Engine Developer Notes
TensorRT-LLM NVIDIA Most optimized for NVIDIA hardware, closed-ish
LMDeploy Shanghai AI Lab (InternLM) Strong INT4, TurboMind C++ engine
Xinference Xorbits (阿里系) Chinese market, distributed inference
Fireworks AI Fireworks Inc. $10B+ valuation, own engine

Local / Single-User Engines

A distinct category from production serving engines — these are designed for running models on consumer hardware:

Engine Developer Backend Notes
ollama Ollama Inc. llama.cpp One-command local serving, model registry, $20M funded 2026-04
llama.cpp Community (ggerganov) Pure C++/CUDA/Metal Maximum HW compatibility, GGUF quantization (2-8 bit), no built-in registry
MLX Apple Apple-native Metal Best perf/watt on M-series Macs, SWA-native
LM Studio LM Studio Inc. llama.cpp GUI + model browser, macOS/Windows

Architectural relationship: Ollama and LM Studio are UX layers on top of llama.cpp; llama.cpp provides the C++ inference backend with GGUF quantization. MLX is a separate Apple-native stack that bypasses llama.cpp entirely on Apple Silicon. For production multi-user serving, vLLM/SGLang are the standard; local engines are for prototyping and single-user use cases.

Sliding Window Attention (SWA) Optimization

Multiple model families now use Sliding Window Attention to reduce KV cache memory pressure during long-text inference:

  • Mimo-v2.5 (minimax): 60-layer SWA computing only 128-token windows. Long-text prefill computation equivalent to traditional 10-layer global GQA [local: 2026-05-30-summary.md].
  • Gemma3 (Google): SWA auto-activates in supported engines, transparent to users.
  • Qwen3 (qwen): Hybrid SWA architecture, user-transparent.

KV Cache memory formula: 2 × L × H_kv × D_h × T × B × bytes — where L = layers, H_kv = KV attention heads, D_h = head dimension, T = sequence length, B = batch size. Critical for deployment sizing of 1T+ MoE models like Kimi K2 (kimi).

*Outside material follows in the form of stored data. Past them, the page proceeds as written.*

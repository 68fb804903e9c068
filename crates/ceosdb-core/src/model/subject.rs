use serde::{Deserialize, Serialize};
use std::fmt;
use std::str::FromStr;

use crate::classifier::label::OrbitLabel;
use crate::errors::CeosError;

/// The three disjoint universes of subject groups
///
/// Declaration order is the order in which groups are classified and reported.
#[derive(Debug, Clone, Copy, PartialEq, Eq, Hash, PartialOrd, Ord, Serialize, Deserialize)]
#[serde(rename_all = "snake_case")]
pub enum SubjectKind {
    Technology,
    InstrumentType,
    Measurement,
}

impl SubjectKind {
    pub const ALL: [SubjectKind; 3] = [
        SubjectKind::Technology,
        SubjectKind::InstrumentType,
        SubjectKind::Measurement,
    ];

    pub fn as_str(&self) -> &'static str {
        match self {
            SubjectKind::Technology => "technology",
            SubjectKind::InstrumentType => "instrument_type",
            SubjectKind::Measurement => "measurement",
        }
    }
}

impl FromStr for SubjectKind {
    type Err = CeosError;

    fn from_str(s: &str) -> Result<Self, Self::Err> {
        match s.trim().to_ascii_lowercase().replace('-', "_").as_str() {
            "technology" | "tech" => Ok(SubjectKind::Technology),
            "instrument_type" | "type" => Ok(SubjectKind::InstrumentType),
            "measurement" => Ok(SubjectKind::Measurement),
            _ => Err(CeosError::UnknownCategory {
                attribute: "subject_kind",
                value: s.to_string(),
            }),
        }
    }
}

impl fmt::Display for SubjectKind {
    fn fmt(&self, f: &mut fmt::Formatter<'_>) -> fmt::Result {
        f.write_str(self.as_str())
    }
}

/// Identity of one subject group: its kind plus the technology text, type
/// name or measurement name.
#[derive(Debug, Clone, PartialEq, Eq, Hash, PartialOrd, Ord, Serialize, Deserialize)]
pub struct SubjectKey {
    pub kind: SubjectKind,
    pub id: String,
}

impl SubjectKey {
    pub fn new(kind: SubjectKind, id: impl Into<String>) -> Self {
        Self {
            kind,
            id: id.into(),
        }
    }

    pub fn technology(id: impl Into<String>) -> Self {
        Self::new(SubjectKind::Technology, id)
    }

    pub fn instrument_type(id: impl Into<String>) -> Self {
        Self::new(SubjectKind::InstrumentType, id)
    }

    pub fn measurement(id: impl Into<String>) -> Self {
        Self::new(SubjectKind::Measurement, id)
    }
}

impl fmt::Display for SubjectKey {
    fn fmt(&self, f: &mut fmt::Formatter<'_>) -> fmt::Result {
        write!(f, "{}:{}", self.kind, self.id)
    }
}

/// Most common orbit of one subject group; `None` when no branch of the
/// taxonomy was confidently admitted.
#[derive(Debug, Clone, PartialEq, Eq, Serialize, Deserialize)]
pub struct ClassificationResult {
    pub subject: SubjectKey,
    pub label: Option<OrbitLabel>,
}

impl ClassificationResult {
    pub fn new(subject: SubjectKey, label: Option<OrbitLabel>) -> Self {
        Self { subject, label }
    }

    /// Label rendered for storage or display
    pub fn label_text(&self) -> Option<String> {
        self.label.as_ref().map(ToString::to_string)
    }
}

Engine support: vLLM, SGLang, llama.cpp/Ollama, and MLX all support SWA models — the optimization is architectural (model-level), not engine-specific. When a model uses SWA, the engine automatically applies the sliding window, requiring no user configuration.

DeepSeek's Strategic Choice

DeepSeek (models V3, R1, V3-0324) chose to contribute optimizations back to vLLM rather than building their own inference engine.

Logic:

  1. DeepSeek is a model company, not infra company — would cost them a team to maintain an engine
  2. vLLM has the largest deployment base — contributing to vLLM = DeepSeek models reach more users
  3. vLLM is hardware-agnostic — DeepSeek benefits regardless of what hardware users have

AI Lab Official Recommendations

Lab Models Recommended Engines
DeepSeek V3, R1, V3-0324 SGLang (Day-0) + vLLM
Meta Llama 4 vLLM + SGLang + TensorRT-LLM
Google Gemma 3/4 vLLM
Mistral Mistral Large 3 vLLM + SGLang
Moonshot Kimi K2, K2.5 vLLM + SGLang

Key Metrics

Metric SGLang vLLM
H100 throughput ~16,200 tok/s ~12,500 tok/s
Multi-GPU scaling TP + PP + EP TP + PP
MoE support Yes (DeepSeek V3/R1) Yes
FP8 support Partial Yes (Hopper)

Business Model

All commercial players follow: Open-source free + Enterprise managed services paid

Services charged: SLA guarantees, dedicated GPU clusters, commercial support, hardware co-development.

Sources

  • Inferact $150M seed round coverage (Fintool, Pulse2, a16z)
  • SGLang GitHub: lmsys-org/sglang
  • DeepSeek official model cards
  • H100 benchmark data from various inference tests
  • local: 2026-05-30-summary.md — SWA optimization, KV cache formula, Ollama/vLLM/llama.cpp/MLX landscape
  • local: 2026-05-31-ai-infrastructure.md — raw research notes
Last compiled: 2026-05-31